Clinton: [00:04:57] Yeah. The interest rates definitely are low. I mean they’re not at all time lows, but, you know, you can still get a great rate under 3-percent. And anyone who had a rate hold or a pre-approval even before all this went down, the rates were even lower. So you know, transactions are still happening. And I think in your case, it’s a great time to get there and have a look. I can tell you that licensed real estate professionals are still showing homes and then, you know, they’re being very innovative as well. They’re doing it over face time and are doing virtual showings. And I think that’s kind of cool. You know, I think it’s bringing us into the 21st century. And, you know, transactions are still happening.

Alyse: [00:05:34] Clinton, you mentioned that interest rates were actually lower prior to this pandemic. Why are they a little higher now?

Clinton: [00:05:42] Well, although the Bank of Canada lowered the key rate, it’s now down to 0.25%, which has translated the prime rate into 2.45%. The spread of prime has been eroded.
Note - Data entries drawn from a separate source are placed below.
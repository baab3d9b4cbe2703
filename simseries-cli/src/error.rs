//! CLI error type.

use std::fmt;
use std::path::PathBuf;

use simseries::{CacheError, SeriesError};

/// Errors reported by CLI commands.
#[derive(Debug)]
pub enum CliError {
    /// Library error, including configuration errors.
    Series(SeriesError),
    /// Cache maintenance failed.
    Cache(CacheError),
    /// Argument is not a series hash.
    InvalidHash(String),
    /// No cache entry exists for the given hash.
    EntryNotFound(String),
    /// No registered series type accepts the directory.
    Unrecognized(PathBuf),
    /// Output could not be rendered.
    Output(String),
}

impl fmt::Display for CliError {
    fn fmt(&self, f: &mut fmt::Formatter<'_>) -> fmt::Result {
        match self {
            CliError::Series(e) => write!(f, "{}", e),
            CliError::Cache(e) => write!(f, "Cache error: {}", e),
            CliError::InvalidHash(hash) => write!(f, "'{}' is not a series hash", hash),
            CliError::EntryNotFound(hash) => write!(f, "No cache entry for series {}", hash),
            CliError::Unrecognized(path) => write!(
                f,
                "No registered series type recognizes {}",
                path.display()
            ),
            CliError::Output(msg) => write!(f, "Failed to render output: {}", msg),
        }
    }
}

impl std::error::Error for CliError {
    fn source(&self) -> Option<&(dyn std::error::Error + 'static)> {
        match self {
            CliError::Series(e) => Some(e),
            CliError::Cache(e) => Some(e),
            _ => None,
        }
    }
}

impl From<SeriesError> for CliError {
    fn from(e: SeriesError) -> Self {
        CliError::Series(e)
    }
}

impl From<CacheError> for CliError {
    fn from(e: CacheError) -> Self {
        CliError::Cache(e)
    }
}
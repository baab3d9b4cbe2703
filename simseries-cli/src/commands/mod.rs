//! CLI command implementations.

pub mod cache;
pub mod classify;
So majority of mortgages prior to everything that happened, we were doing mortgages at prime minus 100 basis points. So A at that time was 3.95%. And we were giving 100 basis points off of prime. So a good variable rate mortgage was about 2.95%.

Today, the prime rates been reduced to 2.45%. That majority of new mortgages are being done at prime. So that discount has been eroded. The cost of funds, the banks have had become more costly. So because of the what’s happened with the stock market, there’s been some liquidity issues and it’s really driven up that cost of funds to lend people a new mortgage. So, even if we’re looking at fixed rates and now variable and fixed move completely independently of each other, but a really great fixed rate prior to everything that’s happened was maybe 2.34%, for a five year insured mortgage on twenty five years. Now, a really great fixed rate is somewhere around 2.64%, 2.74%, or 2.84%.

So we definitely saw a bit of a spike, about 50 basis points in those fixed rates. And I think about one hundred basis point increase in spread on the variable rate. So definitely some changes in the pricing. But let’s be honest, a mortgage rate under 3-percent, I think it’s still a great rate.

What’s next?

Alyse: [00:07:10] Do you think rates will continue to fall now. They will they fall even more in the next couple months?

Clinton: [00:07:14] I don’t know. I think we’re nearly at historic lows and the government has pumped so much money into the economy. It’s really going to depend on what happens with inflation. I can tell you in February, even before really things started slowing down, inflation was down. So that was a reason to lower that prime rate, to increase the spending. And obviously now less people are spending than they were before. I think you spoke to it, you know, we’re shopping less, maybe we’re going out to eat less than we were before. People are saving more money. So one of the reasons that they really did lower that key rate was to spur the spending. And they want Canadians to still put their money back into the economy.

Alyse: [00:07:53] Any last words on this topic before we let you go, Clinton?

Clinton: [00:07:58] Well, I think that homeownership is part of Canadian dream. We’re at home more than we ever were before. And, you know, buying a home and getting a mortgage in 2020 is still possible. And I think seeking the advice of an unbiased mortgage professional is more important now than it ever has been. Because, there’s many bank branches that have closed or reduced their hours. So, reach out to an unbiased mortgage professional. They have access to a variety of different lenders and certainly are there to help you.

Alyse: [00:08:24] Great, and we know that you are clearly on Zoom and able to talk, talk to your clients.

Clinton: [00:08:29] We are doing this every single day. So, certainly reach out to me or someone in your community.

Alyse: [00:08:36] Clinton, thanks so much. Clinton’s also a good friend of mine, so it’s good to see you. And I’m glad you’re doing OK. And I look forward to see you seeing you in person.

Clinton: [00:08:44] I cannot wait. Thanks for having me, Alyse. Have a good day.

Alyse: [00:08:48] You too. Talk soon.